# Your goal
Read the records below and report each line in which "Hello" occurs.

Stored items:
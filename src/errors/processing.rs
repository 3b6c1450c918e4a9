// Copyright (c) 2025 Steve Wagner (ciroque@live.com)
// SPDX-License-Identifier: MIT

//! Per-document failures. None of these abort a pipeline run.

use thiserror::Error;

use super::{FetchError, StoreError};

/// Which step of processing a single document failed.
#[derive(Error, Debug)]
pub enum ProcessingError {
    #[error("failed to fetch {locator}: {source}")]
    Fetch {
        locator: String,
        #[source]
        source: FetchError,
    },

    #[error("no text could be extracted from {locator}")]
    Extraction { locator: String },

    #[error("failed to persist '{pdf_key}': {source}")]
    Persistence {
        pdf_key: String,
        #[source]
        source: StoreError,
    },

    /// The worker running this document died before reporting back.
    #[error("processing of '{pdf_key}' aborted: {reason}")]
    Aborted { pdf_key: String, reason: String },
}

impl ProcessingError {
    /// Short name of the failed step, used as a structured log field.
    pub fn stage(&self) -> &'static str {
        match self {
            ProcessingError::Fetch { .. } => "fetch",
            ProcessingError::Extraction { .. } => "extraction",
            ProcessingError::Persistence { .. } => "persistence",
            ProcessingError::Aborted { .. } => "aborted",
        }
    }
}

#[cfg(test)]
mod tests {
    use super::*;

    #[test]
    fn test_messages_name_the_document() {
        let err = ProcessingError::Fetch {
            locator: "http://example.com/a.pdf".to_string(),
            source: FetchError::Status { status: 404 },
        };
        assert_eq!(err.to_string(), "failed to fetch http://example.com/a.pdf: unexpected status 404");
        assert_eq!(err.stage(), "fetch");

        let err = ProcessingError::Persistence {
            pdf_key: "doc1".to_string(),
            source: StoreError::DuplicateKey("doc1".to_string()),
        };
        assert_eq!(
            err.to_string(),
            "failed to persist 'doc1': a record with key 'doc1' already exists"
        );
        assert_eq!(err.stage(), "persistence");
    }
}
// Copyright (c) 2025 Steve Wagner (ciroque@live.com)
// SPDX-License-Identifier: MIT

use crate::traits::TextExtractor;

/// Decodes the payload as UTF-8 (lossily) and trims it.
#[derive(Debug, Clone, Copy, Default)]
pub struct PlainTextExtractor;

impl TextExtractor for PlainTextExtractor {
    fn extract(&self, raw: &[u8]) -> Option<String> {
        let text = String::from_utf8_lossy(raw);
        let text = text.trim();
        if text.is_empty() {
            None
        } else {
            Some(text.to_string())
        }
    }

    fn name(&self) -> &'static str {
        "plain_text"
    }
}

/// Fixed text returned for every non-empty payload.
pub const SIMULATED_TEXT: &str = "Simulated PDF content for testing. This is the second sentence. This is the third sentence. This is the fourth sentence.";

/// Stand-in for a real PDF text extractor: ignores the payload contents and
/// returns [`SIMULATED_TEXT`].
#[derive(Debug, Clone, Copy, Default)]
pub struct SimulatedPdfExtractor;

impl TextExtractor for SimulatedPdfExtractor {
    fn extract(&self, raw: &[u8]) -> Option<String> {
        if raw.is_empty() {
            return None;
        }
        Some(SIMULATED_TEXT.to_string())
    }

    fn name(&self) -> &'static str {
        "simulated"
    }
}

#[cfg(test)]
mod tests {
    use super::*;

    #[test]
    fn test_plain_text_trims_and_rejects_blank() {
        assert_eq!(
            PlainTextExtractor.extract(b"  Hello there.\n"),
            Some("Hello there.".to_string())
        );
        assert_eq!(PlainTextExtractor.extract(b" \n\t "), None);
        assert_eq!(PlainTextExtractor.extract(b""), None);
    }

    #[test]
    fn test_plain_text_replaces_invalid_utf8() {
        let text = PlainTextExtractor.extract(&[b'a', 0xff, b'b']).unwrap();
        assert_eq!(text, "a\u{fffd}b");
    }

    #[test]
    fn test_simulated_ignores_payload() {
        assert_eq!(
            SimulatedPdfExtractor.extract(b"%PDF-1.7 ..."),
            Some(SIMULATED_TEXT.to_string())
        );
        assert_eq!(SimulatedPdfExtractor.extract(b""), None);
    }
}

# Output for this exercise
            PlainTextExtractor.extract(b"  Hello there.\n"),
            Some("Hello there.".to_string())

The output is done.